In essence it depicts the power a teacher wields in shaping the fate of learners in every learning cycle. For many like me, born, bred and buttered in a teacher’s home, the poor-teacher adage has surely resounded in our ears more than in other children.

Every evening, my father, a headteacher of a primary school, could go through my exercise books to check on how I was doing in class. Sometimes it ended in tears because he believed in sparing the rod and spoiling the child.
Other times he would pick my books to discuss my marks in different subjects with the respective teachers. I would always end up scoring less than before.
I would feel dejected but he maintained that it was all for my own good, adding that if the teachers were not thorough, I would not be successful in the future. Now that the future is here, whether I’m successful or not is a debate for another day.

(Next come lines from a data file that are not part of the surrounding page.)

use serde::{Deserialize, Serialize};
use serde_json::Value;

use crate::ordered::OrderedMap;

/// Category name to items, in page order.
pub type Categories<T> = OrderedMap<Vec<T>>;

/// Raw item name to quantity exactly as the caller supplied it.
///
/// Quantities stay as JSON values so the report can echo them back
/// untouched; coercion happens during aggregation.
pub type Selections = OrderedMap<Value>;

#[derive(Debug, Clone, Default, PartialEq, Serialize, Deserialize)]
pub struct MenuMetadata {
    #[serde(default)]
    pub date: Option<String>,
    #[serde(default)]
    pub meal: Option<String>,
    #[serde(default, skip_serializing_if = "Option::is_none")]
    pub location: Option<String>,
    #[serde(default, skip_serializing_if = "Option::is_none")]
    pub title: Option<String>,
    /// Set when the detailed menu was truncated per category
    #[serde(default, skip_serializing_if = "Option::is_none")]
    pub note: Option<String>,
}

#[derive(Debug, Clone, PartialEq, Serialize, Deserialize)]
pub struct MenuItem {
    pub name: String,
    #[serde(default)]
    pub portion: String,
    /// Absolute locator of the item's nutrition label, empty when the row had none
    #[serde(default)]
    pub detail_url: String,
}

/// A parsed listing page.
#[derive(Debug, Clone, Default, PartialEq, Serialize, Deserialize)]
pub struct MenuPage {
    pub metadata: MenuMetadata,
    pub menu: Categories<MenuItem>,
}

impl MenuPage {
    pub fn item_count(&self) -> usize {
        self.menu.values().map(Vec::len).sum()
    }
}

/// Calorie cell content: a whole number when it parses, otherwise the raw text.
/// Saved menus from other tools may carry fractional values.
#[derive(Debug, Clone, PartialEq, Serialize, Deserialize)]
#[serde(untagged)]
pub enum Calories {
    Count(i64),
    Number(f64),
    Raw(String),
}

impl Calories {
    pub fn parse(text: &str) -> Self {
        match text.trim().parse::<i64>() {
            Ok(n) => Calories::Count(n),
            Err(_) => Calories::Raw(text.to_string()),
        }
    }

    /// Numeric value, tolerating numeric-looking raw strings.
    pub fn as_f64(&self) -> Option<f64> {
        match self {
            Calories::Count(n) => Some(*n as f64),
            Calories::Number(n) => Some(*n).filter(|v| v.is_finite()),
            Calories::Raw(s) => s.trim().parse::<f64>().ok().filter(|v| v.is_finite()),
        }
    }
}

#[derive(Debug, Clone, PartialEq, Serialize, Deserialize)]
pub struct NutrientFact {
    pub amount: String,
    #[serde(default)]
    pub daily_value: Option<String>,
}

#[derive(Debug, Clone, Default, PartialEq, Serialize, Deserialize)]
pub struct NutritionLabel {
    #[serde(default)]
    pub name: Option<String>,
    #[serde(default)]
    pub serving_size: Option<String>,
    #[serde(default)]
    pub calories: Option<Calories>,
    #[serde(default)]
    pub ingredients: Vec<String>,
    /// Nutrient facts in canonical order
    #[serde(default, rename = "nutrition")]
    pub nutrients: OrderedMap<NutrientFact>,
}

#[derive(Debug, Clone, Copy, PartialEq, Eq, Serialize, Deserialize)]
#[serde(rename_all = "snake_case")]
pub enum FetchStatus {
    Success,
    Failed,
    NoUrl,
}

#[derive(Debug, Clone, PartialEq, Serialize, Deserialize)]
pub struct DetailedMenuItem {
    #[serde(flatten)]
    pub item: MenuItem,
    pub nutrition: Option<NutritionLabel>,
    #[serde(rename = "nutrition_fetch_status")]
    pub fetch_status: FetchStatus,
    #[serde(
        rename = "nutrition_error",
        default,
        skip_serializing_if = "Option::is_none"
    )]
    pub error: Option<String>,
}

impl DetailedMenuItem {
    pub fn has_nutrition(&self) -> bool {
        self.fetch_status == FetchStatus::Success && self.nutrition.is_some()
    }
}

#[derive(Debug, Clone, Copy, Default, PartialEq, Eq, Serialize, Deserialize)]
pub struct NutritionFetchStats {
    pub total_items: usize,
    pub successful_fetches: usize,
    pub failed_fetches: usize,
    pub items_without_urls: usize,
}

impl NutritionFetchStats {
    /// Counts one finished item. Every item lands in exactly one bucket.
    pub fn record(&mut self, status: FetchStatus) {
        self.total_items += 1;
        match status {
            FetchStatus::Success => self.successful_fetches += 1,
            FetchStatus::Failed => self.failed_fetches += 1,
            FetchStatus::NoUrl => self.items_without_urls += 1,
        }
    }

    pub fn success_rate(&self) -> f64 {
        if self.total_items == 0 {
            0.0
        } else {
            self.successful_fetches as f64 / self.total_items as f64
        }
    }
}

#[derive(Debug, Clone, Default, PartialEq, Serialize, Deserialize)]
pub struct DetailedMenu {
    pub metadata: MenuMetadata,
    pub menu: Categories<DetailedMenuItem>,
    pub nutrition_fetch_stats: NutritionFetchStats,
}

#[derive(Debug, Clone, Default, PartialEq, Serialize, Deserialize)]
pub struct NutritionTotals {
    pub calories: i64,
    pub nutrition: OrderedMap<NutrientFact>,
}

#[derive(Debug, Clone, Default, PartialEq, Serialize, Deserialize)]
pub struct NutritionReport {
    pub metadata: MenuMetadata,
    pub selections: Selections,
    pub items_aggregated: usize,
    pub missing_items: Vec<String>,
    pub totals: NutritionTotals,
}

As long ago as 1995 when I was preparing for my O-Level exams, my father joined the National Teachers College to secure his diploma in primary education. I had wondered why a man of my father’s age was struggling to get additional papers until I overheard him tell a friend that a diploma was the new requirement for headship of certain grades of primary schools. During holidays I would assist him in doing his homework by explaining to him storylines in novels such as “No Longer At Ease” of Nigerian author Chinua Achebe.

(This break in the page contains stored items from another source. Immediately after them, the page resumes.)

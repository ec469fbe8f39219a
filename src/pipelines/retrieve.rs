use log::debug;
use scraper::Html;

use crate::config::ScraperConfig;
use crate::error::MenuError;
use crate::extractors::{extract_metadata, LabelExtractor, MenuExtractor};
use crate::fetchers::{resolve_url, Fetch};
use crate::model::{MenuPage, NutritionLabel};

/// Fetch a listing page and extract its metadata and categories.
///
/// Only a failure to fetch the page is an error; a page without a
/// recognisable menu yields an empty `menu`.
pub fn retrieve_menu<F: Fetch>(
    fetcher: &F,
    config: &ScraperConfig,
    url: &str,
) -> Result<MenuPage, MenuError> {
    let html = fetcher.fetch(url, &config.base_url, config.fetch.menu_timeout())?;
    Ok(parse_menu_page(&html, url, &config.base_url))
}

/// Extract a listing page that has already been fetched.
pub fn parse_menu_page(html: &str, url: &str, base_url: &str) -> MenuPage {
    let document = Html::parse_document(html);
    let page = MenuPage {
        metadata: extract_metadata(&document, url),
        menu: MenuExtractor::new(base_url).extract(&document),
    };
    debug!(
        "Parsed {} categories, {} items from {}",
        page.menu.len(),
        page.item_count(),
        url
    );
    page
}

/// Fetch and extract one nutrition label. Relative locators are resolved
/// against the configured base origin.
pub fn retrieve_label<F: Fetch>(
    fetcher: &F,
    config: &ScraperConfig,
    url: &str,
) -> Result<NutritionLabel, MenuError> {
    let url = resolve_url(&config.base_url, url)?;
    let html = fetcher.fetch(&url, &config.base_url, config.fetch.label_timeout())?;
    Ok(parse_label_page(&html, config))
}

pub fn parse_label_page(html: &str, config: &ScraperConfig) -> NutritionLabel {
    LabelExtractor::new(&config.label).extract(&Html::parse_document(html))
}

Sometimes he would not grasp the storylines at the first go, but unlike himself, I never raised my voice or pulled a stick. Instead I would repeat and explain further until the point goes home. A lesson I learnt in those dealings with my father is that learning never stops and anyone can become a teacher at any point in life.

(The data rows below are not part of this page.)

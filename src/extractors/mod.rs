use scraper::{ElementRef, Selector};

mod label;
mod menu;
mod nutrient;

pub use label::{parse_ingredients, LabelExtractor};
pub use menu::{clean_category_name, extract_metadata, MenuExtractor};
pub use nutrient::{normalize_nutrient_name, order_nutrients, parse_nutrient_text, CANONICAL_ORDER};

/// Parse a selector literal. Only called with constants from this module tree.
fn selector(css: &'static str) -> Selector {
    Selector::parse(css).expect("static selector literal must parse")
}

/// Element text with runs of whitespace (including non-breaking spaces)
/// collapsed to single spaces and the ends trimmed.
fn element_text(element: ElementRef) -> String {
    collapse_whitespace(&element.text().collect::<String>())
}

fn collapse_whitespace(text: &str) -> String {
    text.split_whitespace().collect::<Vec<_>>().join(" ")
}

#[cfg(test)]
mod tests {
    use super::*;

    #[test]
    fn test_collapse_whitespace() {
        assert_eq!(collapse_whitespace("  Total\u{a0}Fat \n 10g "), "Total Fat 10g");
        assert_eq!(collapse_whitespace("\u{a0}"), "");
    }
}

My father is now a retiree after a teaching career spanning over 40 years, having started as an unlicensed teacher and upgrading to Grade III, then to Grade V. On top of serving as a headteacher in several primary schools, he was an examiner with Uganda National Examinations Board.
I’m sure you already figured out that superman has got nothing on him but like many other teachers, he perhaps did all he could including upgrading his skills in preparing learners to be useful and acceptable members of society.

 However, the bigger question is, of the 550,000 teachers in the country, as indicated in the June 6th Covid-19 presidential address, how many have picked from my father’s generation and are ready to upgrade or have upgraded?
As if to answer that question, the Ministry of Education through the 2019 National Teacher Policy, resolved that all teachers should have a minimum qualification of a Bachelor’s degree. By interpretation, the current Grade III certificate as the minimum qualification for primary school teachers, O-Level certificate for pre-primary, and Grade V certificate for secondary school teachers, might soon be phased out.

The more reason teachers, especially primary teachers, need to get self-motivated to go back to school and attain their degrees. Before the Covid-19 lockdown, for example, Muni University, the only public university in the West Nile region, opened her gates to pioneerBachelor of Education-Primary students targeting primary teachers having diploma in education. Teachers, be wise and get that degree!